Intracellular Glucocorticoid Signaling: A Formerly Simple System Turns Stochastic

Abstract

Glucocorticoids contribute fundamentally to the maintenance of basal and stress-related homeostasis in all higher organisms. The major roles of these steroids in physiology are amply matched by their remarkable contributions to pathology. Glucocorticoids influence about 20% of the expressed human genome, and their effects spare almost no organs or tissues. For many years we thought that the numerous actions of glucocorticoids were mediated by a single receptor molecule: the classic glucocorticoid receptor (GR) isoform α, a complex, multifunctional domain protein, operating as a ligand-dependent transcription factor. The GR gene, however, encodes two 3′ splicing variants, GRα and GRβ, from alternative use of two distinct terminal exons (9α and 9β), and each variant mRNA is translated from at least eight initiation sites into multiple GRα and possibly GRβ isoforms, amounting to a minimum of 16 GR monomers and 256 different homo- or heterodimers.

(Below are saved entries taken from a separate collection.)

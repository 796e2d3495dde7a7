//! Authenticated API client module.
//!
//! Every outbound call goes through `ApiClient::send`, which attaches
//! the bearer token supplied by a `CredentialSource`, normalizes error
//! bodies into `ApiError`, and reports rejected credentials to a
//! `ClientEventListener`.

#[allow(clippy::module_inception)]
mod client;
mod error;
mod events;
mod options;

#[allow(clippy::module_name_repetitions)]
pub use client::{
    ApiClient, ApiClientBuilder, DEFAULT_BASE_URL, DEFAULT_TIMEOUT, DEFAULT_USER_AGENT, NO_BODY,
};
pub use error::ApiError;
#[allow(clippy::module_name_repetitions)]
pub use events::{ClientEvent, ClientEventListener, CredentialSource};
pub use options::RequestOptions;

The translational GRα isoforms may be produced variably in target tissues, have varying intrinsic transcriptional activities, and influence different complements of glucocorticoid-responsive genes. It is likely that expression and functional differences might also be present between the putative GRβ translational isoforms. The presence of multiple GR monomers and dimers in different quantities with quantitatively and qualitatively different transcriptional activities suggests that the glucocorticoid signaling system is highly stochastic.